United is trying again this week, and since we all know that in politics, things aren't necessarily over even when all the votes are counted, the nation's No. 2 airline may yet win government assistance for its restructuring.
Many readers shed no tears for the predicament in which both United and US Airways Group Inc. find themselves. (As always, letters have been edited for length and style.)
John A. Olson: "I cheered this morning when I read that the federal government denied United's $1.6 billion rescue loan request. … The irony, of course, is that I fly United all the time and have a couple hundred thousand points as a United frequent flyer. So why do I hate them? Arrogance -- there's so much about the major airlines to hate (I'll define the majors as being other than the low-cost carriers). I'm tired of their surly staff: gate agents, ticket agents, flight attendants. And just having a pilot show his smiling face at the cockpit door as I deplane doesn't change the fact that it's been a miserable experience interacting with the many faces of United throughout the transaction.
Airline fares are one particularly strong complaint from Mr. Olson. "Even when filtered through a pretty interface like Orbitz or Travelocity, the entire process is still absurd and I feel violated every time I have to buy an airline ticket on a major. Saturday stay makes the whole flight cheaper ... who invented that rule and why should it be? Cheaper to fly from D.C. to LA than from D.C. to Columbus, Ohio ... 'splain that to me, please. The fare was $269 yesterday, why is it $584 for the same flight today?''
He also wonders why untrained customers can check themselves in, change seats and check bags at a self-service kiosk in about 30 seconds, but it still takes a ticket-counter agent "about four minutes to do the same thing? From where I sit it's a software problem, but then I can't see the screen that it takes him/her 8,000 keystrokes to navigate through."

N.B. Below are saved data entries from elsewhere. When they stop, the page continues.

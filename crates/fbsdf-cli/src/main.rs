/// Fourier BSDF command-line tool: inspect, validate, and extract
/// `SCATFUN` files as written by layered-material fitting tools.
///
/// # Command overview
///
/// ```text
/// fbsdf <COMMAND> [OPTIONS]
///
/// Commands:
///   inspect    Print header fields and section sizes without decoding the body
///   validate   Run every semantic check over every section
///   extract    Reduce the file to its first basis function and summarise it
///   help       Print help information
///
/// Global options:
///   -v, --verbose    Log decode decisions (same as RUST_LOG=debug)
///   -h, --help       Print help
///   -V, --version    Print version
/// ```
///
/// Inputs ending in `.zst` are decompressed on the fly.
///
/// # Exit codes
///
/// | Code | Meaning                                 |
/// |------|-----------------------------------------|
/// | 0    | Success                                 |
/// | 1    | Error (I/O failure, invalid file, etc.) |
///
/// All error details are written to stderr so stdout can be piped cleanly.
use std::path::PathBuf;
use std::process;

use clap::{Parser, Subcommand};

mod cmd_extract;
mod cmd_inspect;
mod cmd_validate;
mod input;

// ── CLI root ──────────────────────────────────────────────────────────────────

/// Fourier BSDF file tool.
#[derive(Parser)]
#[command(name = "fbsdf", version, about = "Fourier BSDF file tool")]
struct Cli {
    #[command(subcommand)]
    command: Commands,

    /// Log decode decisions at debug level. `RUST_LOG` takes precedence.
    #[arg(short, long, global = true)]
    verbose: bool,
}

// ── Sub-commands ──────────────────────────────────────────────────────────────

#[derive(Subcommand)]
enum Commands {
    /// Print header fields and per-section sizes.
    Inspect(InspectArgs),
    /// Check every section against the format's semantic rules.
    Validate(ValidateArgs),
    /// Read the first basis function and print a summary.
    Extract(ExtractArgs),
}

// ── Argument structs ──────────────────────────────────────────────────────────

/// Arguments for `fbsdf inspect`.
///
/// Decodes the header, then walks the body with every section skipped, so
/// truncation is still reported but no section is materialised.
#[derive(clap::Args)]
pub struct InspectArgs {
    /// Path to the `.bsdf` (or `.bsdf.zst`) file.
    pub file: PathBuf,

    /// Print the report as JSON.
    #[arg(long)]
    pub json: bool,
}

/// Arguments for `fbsdf validate`.
///
/// Starts from the lenient policy (or the strict one with `--strict`) and
/// tightens individual rules with the remaining flags.
///
/// ```text
/// ┌──────────────────────────┬──────────────────────────────────────────────┐
/// │ Flag                     │ Effect                                       │
/// ├──────────────────────────┼──────────────────────────────────────────────┤
/// │ --strict                 │ all three rules below                        │
/// │ --enforce-longest-series │ series longer than the header says fail      │
/// │ --no-duplicate-origin    │ a repeated 0.0 elevational sample fails      │
/// │ --no-clamp-cdf           │ CDF values outside [0, 1] fail               │
/// └──────────────────────────┴──────────────────────────────────────────────┘
/// ```
#[derive(clap::Args)]
#[allow(clippy::struct_excessive_bools)]
pub struct ValidateArgs {
    /// Path to the `.bsdf` (or `.bsdf.zst`) file.
    pub file: PathBuf,

    /// Apply every optional rule.
    #[arg(long)]
    pub strict: bool,

    /// Reject series longer than the header's longest-series length.
    #[arg(long)]
    pub enforce_longest_series: bool,

    /// Reject a duplicated 0.0 elevational sample.
    #[arg(long)]
    pub no_duplicate_origin: bool,

    /// Reject out-of-range CDF values instead of clamping them.
    #[arg(long)]
    pub no_clamp_cdf: bool,
}

/// Arguments for `fbsdf extract`.
#[derive(clap::Args)]
pub struct ExtractArgs {
    /// Path to the `.bsdf` (or `.bsdf.zst`) file.
    pub file: PathBuf,

    /// Print the summary as JSON.
    #[arg(long)]
    pub json: bool,
}

// ── Entry point ───────────────────────────────────────────────────────────────

fn main() {
    let cli = Cli::parse();

    let default_level = if cli.verbose { "debug" } else { "warn" };
    env_logger::Builder::from_env(env_logger::Env::default().default_filter_or(default_level))
        .init();

    let result = match cli.command {
        Commands::Inspect(args) => cmd_inspect::run(&args),
        Commands::Validate(args) => cmd_validate::run(&args),
        Commands::Extract(args) => cmd_extract::run(&args),
    };

    if let Err(e) = result {
        eprintln!("error: {e:#}");
        process::exit(1);
    }
}
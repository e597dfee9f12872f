use std::fs::File;
use std::io::{BufReader, Read};
use std::path::Path;

use anyhow::{Context, Result};
use log::info;

/// Open `path` for reading, decompressing on the fly when it ends in `.zst`.
///
/// # Errors
///
/// Returns an error if the file cannot be opened or the zstd frame header
/// is unreadable.
pub fn open(path: &Path) -> Result<Box<dyn Read>> {
    let file = File::open(path).with_context(|| format!("cannot open {}", path.display()))?;

    if is_zstd(path) {
        info!("reading {} through zstd", path.display());
        let decoder = zstd::Decoder::new(file)
            .with_context(|| format!("cannot start zstd stream for {}", path.display()))?;
        Ok(Box::new(decoder))
    } else {
        info!("reading {}", path.display());
        Ok(Box::new(BufReader::new(file)))
    }
}

fn is_zstd(path: &Path) -> bool {
    path.extension().is_some_and(|ext| ext == "zst")
}

#[cfg(test)]
mod tests {
    use super::*;

    #[test]
    fn zstd_detection_uses_the_last_extension() {
        assert!(is_zstd(Path::new("paint.bsdf.zst")));
        assert!(!is_zstd(Path::new("paint.bsdf")));
        assert!(!is_zstd(Path::new("zst")));
    }
}
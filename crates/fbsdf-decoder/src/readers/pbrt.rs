//! Fourier BSDF tables in the layout a PBRT-style renderer samples from.

use std::io::Read;

use fbsdf_wire::{BsdfHeader, Section};
use log::{debug, trace};

use crate::error::DecodeError;
use crate::reader::{BsdfHandler, BsdfReader, ParseOptions};

/// Measured Fourier BSDF data, flattened for lookup by zenith-angle index.
#[derive(Clone, Debug, Default, PartialEq)]
pub struct FourierTable {
    /// Relative index of refraction across the surface boundary.
    pub eta: f32,

    /// Largest order `m` of any series; bounds every entry of `m`.
    pub m_max: usize,

    /// 1 for monochromatic data, 3 for luminance/red/blue.
    pub n_channels: usize,

    /// Zenith angle cosines, sorted low to high.
    pub mu: Vec<f32>,

    /// `mu.len() × mu.len()` CDF grid.
    pub cdf: Vec<f32>,

    /// Series order per `(i, o)` cell.
    pub m: Vec<usize>,

    /// Offset into `a` per cell. With three channels the `m` luminance
    /// coefficients come first, then red, then blue. Never past `a.len()`;
    /// empty cells whose file offset lies beyond the pool point at its end.
    pub a_offset: Vec<usize>,

    /// Every coefficient in the file.
    pub a: Vec<f32>,

    /// First coefficient of each cell, or 0 for empty cells.
    pub a0: Vec<f32>,
}

impl FourierTable {
    /// Order and coefficients for incident index `offset_i` and outgoing
    /// index `offset_o`.
    ///
    /// The slice runs to the end of `a`; only the first `m × n_channels`
    /// values belong to the cell.
    ///
    /// # Panics
    ///
    /// If either index is not below `mu.len()`.
    #[must_use]
    pub fn get_ak(&self, offset_i: usize, offset_o: usize) -> (usize, &[f32]) {
        let offset = offset_o * self.mu.len() + offset_i;
        (self.m[offset], &self.a[self.a_offset[offset]..])
    }
}

/// Per-scalar handler that builds a [`FourierTable`].
///
/// Accepts only BSDF-flagged files with a single basis function and one
/// or three channels, i.e. uniform, non-textured materials.
#[derive(Debug, Default)]
pub struct PbrtBsdfReader {
    table: FourierTable,
}

impl PbrtBsdfReader {
    #[must_use]
    pub fn new() -> Self {
        Self::default()
    }

    /// Read a whole file into a table.
    ///
    /// # Errors
    ///
    /// Any [`BsdfReader::read`] error, or [`DecodeError::Rejected`] for a
    /// file outside the supported subset or with a series that runs past
    /// the coefficients.
    pub fn read<R: Read>(input: R) -> Result<FourierTable, DecodeError> {
        let mut reader = Self::new();
        BsdfReader::read(input, &mut reader)?;
        Ok(reader.into_table())
    }

    #[must_use]
    pub fn into_table(self) -> FourierTable {
        self.table
    }
}

fn to_usize(value: u32) -> Result<usize, DecodeError> {
    usize::try_from(value).map_err(|_| DecodeError::rejected("input too large to fit in memory"))
}

impl BsdfHandler for PbrtBsdfReader {
    fn start(&mut self, header: &BsdfHeader) -> Result<ParseOptions, DecodeError> {
        let supported = header.flags.is_bsdf()
            && !header.flags.uses_harmonic_extrapolation()
            && matches!(header.num_color_channels, 1 | 3)
            && header.num_basis_functions == 1;
        if !supported {
            return Err(DecodeError::rejected(format!(
                "unsupported BSDF file format: flags {:#x}, {} channels, {} basis functions",
                header.flags.raw(),
                header.num_color_channels,
                header.num_basis_functions
            )));
        }

        self.table = FourierTable {
            eta: header.index_of_refraction,
            m_max: to_usize(header.length_longest_series)?,
            n_channels: to_usize(header.num_color_channels)?,
            ..FourierTable::default()
        };
        debug!(
            "pbrt table: {} samples, {} coefficients, m_max {}",
            header.num_elevational_samples, header.num_coefficients, header.length_longest_series
        );

        Ok(ParseOptions::none()
            .with(Section::ElevationalSamples, true)
            .with(Section::Cdf, true)
            .with(Section::Series, true)
            .with(Section::Coefficients, true))
    }

    fn handle_elevational_sample(&mut self, value: f32) -> Result<(), DecodeError> {
        self.table.mu.push(value);
        Ok(())
    }

    fn handle_cdf(&mut self, value: f32) -> Result<(), DecodeError> {
        self.table.cdf.push(value);
        Ok(())
    }

    fn handle_series(&mut self, offset: u32, length: u32) -> Result<(), DecodeError> {
        let length = to_usize(length)?;
        if length > self.table.m_max {
            return Err(DecodeError::rejected(format!(
                "series of order {length} exceeds the declared maximum {}",
                self.table.m_max
            )));
        }
        self.table.a_offset.push(to_usize(offset)?);
        self.table.m.push(length);
        Ok(())
    }

    fn handle_coefficient(&mut self, value: f32) -> Result<(), DecodeError> {
        self.table.a.push(value);
        Ok(())
    }

    fn finish(&mut self) -> Result<(), DecodeError> {
        let table = &mut self.table;
        let mut a0 = Vec::with_capacity(table.m.len());
        for (offset, &m) in table.a_offset.iter_mut().zip(&table.m) {
            if m == 0 {
                *offset = (*offset).min(table.a.len());
                a0.push(0.0);
                continue;
            }
            let offset = *offset;
            let end = m
                .checked_mul(table.n_channels)
                .and_then(|span| offset.checked_add(span))
                .filter(|&end| end <= table.a.len());
            if end.is_none() {
                return Err(DecodeError::rejected(format!(
                    "series at offset {offset} of order {m} runs past {} coefficients",
                    table.a.len()
                )));
            }
            a0.push(table.a[offset]);
        }
        table.a0 = a0;
        trace!("pbrt table: computed a0 for {} cells", table.a0.len());
        Ok(())
    }
}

William Pickard: "There is too much capacity in the industry anyway, so the failure of loan guarantees is probably not a bad thing. The survivors will be airlines like Southwest, AirTran, and the others. Delta, United, and American -- and their managements and (thank the Lord) their unions (with their Jurassic managements) with them will dry up and blow away. We'll be left with a vibrant, competitive transportation market."
Jason Womack, a road warrior who recently took his 75th flight in 2004 on United, notes that being a United flyer perhaps doesn't have the panache it once did. "I know that I've been holding on to the notion that I'm a "United flyer;" however, I see that edge beginning to dull. A year from now, do I want to say 'I'm a 1K Premier Executive?' Or, 'I saved my company X thousands of dollars by flying smart?' Only time will tell."
Some readers wrote with tales of woe traveling on Atlantic Coast Airlines, a United feeder carrier that is splitting from Mother United and remaking itself into a discount airline, Independence Air, with a pack of regional jets. It's a risky venture, and readers suggested that it will be even trickier given ACA's operating history. After all, in Department of Transportation on-time rankings, Atlantic Coast ranked 17th out of the 17 carriers that reported arrival statistics over the past 12 months.
Al Stubbmann: "I am a 1K, million-miler on United and the worst part of living in Allentown, Pa., is that since 9/11, Allentown became a United Express city and we became completely dependent on Atlantic Coast. … ACA is a real dog operationally. I have never seen less-competent gate agents, generally unconscious flight attendants and unreliable aircraft maintenance. I must say that I am not going to go out of my way to fly on Independence regardless of the fare."
Atlantic Coast says that its operational and customer service problems stem from being so dependent on United, and that once it's free to run its own ship, things will be better. But United has actually been running a much crisper operation for the past year or so. We'll have to wait to see if an unfettered Atlantic Coast can do better as Independence Air.